Die richtige Balance

Aus einer ganz anderen Perspektive nimmt Oikocredit Genossenschaften wahr. Selbst eine international arbeitende Genossenschaft nach niederländischem Recht, unterstützt Oikocredit sozial orientierte Mikrofinanzinstitutionen, Genossenschaften sowie mittlere und kleine Unternehmen in knapp 70 Ländern. Aus der regelmäßigen Zusammenarbeit mit Genossenschaften wisse man, dass „Genossenschaften kein Allheilmittel weder bei uns noch im Süden sind“, sagt Matthias Lehnert, Geschäftsführer des Förderkreises Hessen-Pfalz. „Entscheidend für den Erfolg einer Genossenschaft ist die Qualität der Zusammenarbeit von Mitgliedern, Vorstand und Aufsichtsrat.“ Dabei müsse eine Balance zwischen Handlungsfähigkeit und Mitsprache der Genossen gefunden werden.

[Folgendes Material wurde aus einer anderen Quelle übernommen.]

//! `mlcast-validate`: validate MLCast datasets against published
//! specifications from the command line.

pub mod config;
pub mod render;
pub mod runner;

pub use config::RuntimeConfig;
pub use render::ReportRenderer;
pub use runner::validate_location;

use compliance::ValidatorError;
use zarr_loader::LoadError;

/// Process exit codes.
pub mod exit {
    pub const SUCCESS: u8 = 0;
    pub const FAILURES: u8 = 1;
    pub const USAGE: u8 = 2;
    pub const LOAD: u8 = 3;
    pub const CATALOG: u8 = 4;
}

/// Exit code for an error that ended the run before a report existed.
pub fn exit_code_for(err: &anyhow::Error) -> u8 {
    if err.downcast_ref::<LoadError>().is_some() {
        return exit::LOAD;
    }
    match err.downcast_ref::<ValidatorError>() {
        Some(e) if e.is_usage() => exit::USAGE,
        Some(ValidatorError::Load(_)) => exit::LOAD,
        Some(_) => exit::CATALOG,
        None => exit::USAGE,
    }
}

Oikocredit hat über 500 Millionen Euro Kredite ausgereicht. Hiesige Genossenschaften profitieren davon kaum. „Wir konzentrieren uns auf Entwicklungs- und Schwellenländer. Hierzulande haben Genossenschaften andere Möglichkeiten“, sagt Lehnert.

Hauptsache, fair

Bei dem Kölner Verein Transfair, der das Fairtrade-Siegel für den fairen Handel in Deutschland vergibt, heißt es, die wenigen Handelsgenossenschaften würden sich in der Zusammenarbeit nicht von den anderen Partnern unterscheiden. „Transfair steht hiesigen Genossenschaften positiv gegenüber, weil sie Menschen die Möglichkeit geben, selbstbestimmt zu wirtschaften und mitzuentscheiden“, sagt Claudia Brück, Mitglied der Geschäftsführung bei Transfair.